Given data:
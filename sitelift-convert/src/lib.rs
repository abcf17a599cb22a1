//! sitelift-convert: static site → React project conversion service
//!
//! Accepts a ZIP of an HTML/CSS/JS site, converts it into a Vite + React +
//! TypeScript project with a Supabase auth scaffold, and streams progress as
//! newline-delimited JSON until a download link for the packaged project is ready.

pub mod api;
pub mod config;
pub mod error;
pub mod models;
pub mod services;
pub mod workflow;

pub use crate::config::ConvertSettings;
pub use crate::error::{ApiError, ApiResult, ConversionError, ConversionResult};

use axum::Router;
use chrono::{DateTime, Utc};
use std::sync::atomic::AtomicU64;
use std::sync::Arc;
use tokio::sync::RwLock;
use tower_http::cors::CorsLayer;
use tower_http::trace::TraceLayer;

/// Application state shared across handlers
#[derive(Clone)]
pub struct AppState {
    /// Resolved directories and limits
    pub settings: Arc<ConvertSettings>,
    /// Server startup timestamp (for uptime calculation)
    pub startup_time: DateTime<Utc>,
    /// Message of the most recent failed job
    pub last_error: Arc<RwLock<Option<String>>>,
    pub jobs_completed: Arc<AtomicU64>,
    pub jobs_failed: Arc<AtomicU64>,
}

impl AppState {
    pub fn new(settings: ConvertSettings) -> Self {
        Self {
            settings: Arc::new(settings),
            startup_time: Utc::now(),
            last_error: Arc::new(RwLock::new(None)),
            jobs_completed: Arc::new(AtomicU64::new(0)),
            jobs_failed: Arc::new(AtomicU64::new(0)),
        }
    }
}

/// Build application router
pub fn build_router(state: AppState) -> Router {
    let downloads = api::download_service(&state.settings);
    let max_upload_bytes = state.settings.max_upload_bytes;

    Router::new()
        .merge(api::convert_routes(max_upload_bytes))
        .merge(api::health_routes())
        .with_state(state)
        .nest_service(config::DOWNLOAD_ROUTE, downloads)
        .layer(TraceLayer::new_for_http())
        .layer(CorsLayer::permissive())
}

What to do: In the material above, find every line with the word "sitelift" and show it.

Result of this task:
filename sitelift-convert/src/lib.rs
//! sitelift-convert: static site → React project conversion service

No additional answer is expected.